Old-time copy editors insisted that flak was the word that means "criticism; hostile reaction." Flak originally was World War II slang for anti-aircraft fire, derived, according to Paul Dickson's "War Slang," from "the German Fliegerabwehrkanone (a gun used to drive off aircraft)." By extension, flak came to mean verbal enemy fire too.

Random House more or less agrees with Dickson on the origin of flak, but it also says that flack is now an acceptable alternate spelling. Flack originally was a "sometimes disparaging" slang term for a publicist, a PR man. The same copy editors who insisted on the flak spelling for "abuse" were scornful of flacks, largely because the flacks made more money than the editors.

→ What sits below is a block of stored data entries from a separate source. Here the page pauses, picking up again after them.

use ontotag_files::highlevel::Stage;
use ontotag_files::usda::types::SdfPath;

use crate::tagging::index::OntologyIndex;
use crate::tagging::TagConfig;

pub const SEMANTIC_TAG_API: &str = "SemanticTagAPI";
pub const SEMANTIC_LABELS_REL: &str = "semantics:semanticLabels";

const CLASS_PREFIX: &str = "_class_";
/// Marker token separating a class name from its disambiguating suffix,
/// e.g. `_class_chairnwnfurniture`.
const SUFFIX_MARKER: &str = "nwn";

/// Classes resolved for one candidate name, one list per ontology track.
/// Lists keep the index's insertion order.
#[derive(Debug, Default, PartialEq)]
pub struct ResolvedClasses {
    pub soma: Vec<SdfPath>,
    pub dfl: Vec<SdfPath>,
}

/// Reduces a prim name to its pure-alphabetic candidate form: the literal
/// substring `surface` is removed, then digits, underscores and punctuation
/// are dropped. Idempotent once applied.
pub fn derive_candidate(prim_name: &str) -> String {
    prim_name
        .replace("surface", "")
        .chars()
        .filter(|c| c.is_alphabetic())
        .collect()
}

/// Splits a candidate at uppercase boundaries, keeping only chunks that
/// start with an uppercase letter ("KitchenTable" -> ["Kitchen", "Table"]).
fn capitalized_words(candidate: &str) -> Vec<String> {
    let mut words: Vec<String> = Vec::new();
    for c in candidate.chars() {
        if c.is_ascii_uppercase() {
            words.push(String::from(c));
        } else if let Some(word) = words.last_mut() {
            word.push(c);
        }
    }
    words
}

/// Drops the last suffix-marker-delimited segment of a class name and
/// rejoins the rest with underscores. Names without the marker reduce to the
/// empty string and can never match.
fn strip_suffix(class_name: &str) -> String {
    let segments: Vec<&str> = class_name.split(SUFFIX_MARKER).collect();
    segments[..segments.len() - 1].join("_")
}

/// Layered lookup of a candidate against the index, decreasing in
/// specificity. The SOMA track only ever fills from the exact pass; the DFL
/// track falls back to suffix-stripped, multi-word and last-word matching,
/// stopping at the first pass that produced any hit.
pub fn resolve_classes(candidate: &str, index: &OntologyIndex) -> ResolvedClasses {
    let mut resolved = ResolvedClasses::default();

    let exact = format!("{}{}", CLASS_PREFIX, candidate).to_lowercase();
    for (class_name, class_path) in index {
        if class_name.to_lowercase() == exact {
            match class_path.parent().as_ref().map(|parent| parent.name()) {
                Some("SOMA_DFL") => resolved.dfl.push(class_path.clone()),
                Some("SOMA") => resolved.soma.push(class_path.clone()),
                _ => {}
            }
        }
    }

    let stripped_goal = format!("{}{}", CLASS_PREFIX, candidate.to_lowercase());
    if resolved.dfl.is_empty() {
        for (class_name, class_path) in index {
            if strip_suffix(class_name).to_lowercase() == stripped_goal {
                resolved.dfl.push(class_path.clone());
            }
        }
    }

    let words = capitalized_words(candidate);
    if resolved.dfl.is_empty() && words.len() > 1 {
        let joined_goal = format!("{}{}", CLASS_PREFIX, words.join("_").to_lowercase());
        for (class_name, class_path) in index {
            if strip_suffix(class_name).to_lowercase() == joined_goal {
                resolved.dfl.push(class_path.clone());
            }
        }
    }

    if resolved.dfl.is_empty() && words.len() > 1 {
        let last_word_goal = format!("{}{}", CLASS_PREFIX, words[words.len() - 1].to_lowercase());
        for (class_name, class_path) in index {
            if strip_suffix(class_name).to_lowercase() == last_word_goal {
                resolved.dfl.push(class_path.clone());
            }
        }
    }

    resolved
}

/// Among the accumulated DFL candidates, the first whose name mentions
/// furniture wins, otherwise the first accumulated.
pub fn pick_dfl_class(dfl_classes: &[SdfPath]) -> Option<&SdfPath> {
    dfl_classes
        .iter()
        .find(|class_path| class_path.name().contains("furniture"))
        .or_else(|| dfl_classes.first())
}

/// Resolves the prim's name against the ontology and attaches the semantic
/// label relationship(s). Re-running on an already tagged prim only ever
/// adds targets, never removes them.
pub fn match_and_tag(stage: &mut Stage, prim_path: &SdfPath, index: &OntologyIndex, config: &TagConfig) {
    let mut candidate = derive_candidate(prim_path.name());
    if let Some(synonym) = config.synonyms.get(&candidate) {
        candidate = synonym.clone();
    }

    let resolved = resolve_classes(&candidate, index);
    if resolved.soma.is_empty() && resolved.dfl.is_empty() {
        println!("prim_name: {} is not in the TBox", candidate);
    }

    stage.apply_api_schema(prim_path, SEMANTIC_TAG_API);

    if let Some(soma_class) = resolved.soma.first() {
        println!("prim_name: {} is in class {}", candidate, soma_class.name());
        stage.add_relationship_target(prim_path, SEMANTIC_LABELS_REL, soma_class.clone());
    }

    if let Some(dfl_class) = pick_dfl_class(&resolved.dfl) {
        println!("prim_name: {} is in class {}", candidate, dfl_class.name());
        stage.add_relationship_target(prim_path, SEMANTIC_LABELS_REL, dfl_class.clone());
    }
}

Random House says that flack dates from 1935-40 — making it the same age as flak — and is "said to be after Gene Flack, a movie publicity agent."

A news magazine reported that an actor slapped a Ukrainian journalist who'd tried to kiss him and then said "He's lucky I didn't sucker punch him." A drama review in the same issue said: "High-concept versions of Shakespeare don't always succeed, but once this one gets rolling, you'll feel it like a sucker punch."

As every storm became a firestorm, and every start a jump start, it now seems that every punch is becoming a sucker punch. That term used to be applied exclusively to a sneak attack, a punch thrown while the other party was unsuspecting, maybe even reaching out to shake hands. Now, even a punch thrown in heated battle might be called a sucker punch, and the term seems to refer to severity as much as surprise.

The on-line Urban Dictionary says that a sucker punch "primarily involves a closed fist contacting the soft underbelly of a person (beneath the rib cage) at a high velocity, causing the ensuing force to press upward on the victim's diaphragm, leading to a sudden expulsion of air from the victim's mouth and lungs. This opening blow leaves the victim open to various other attacks ..."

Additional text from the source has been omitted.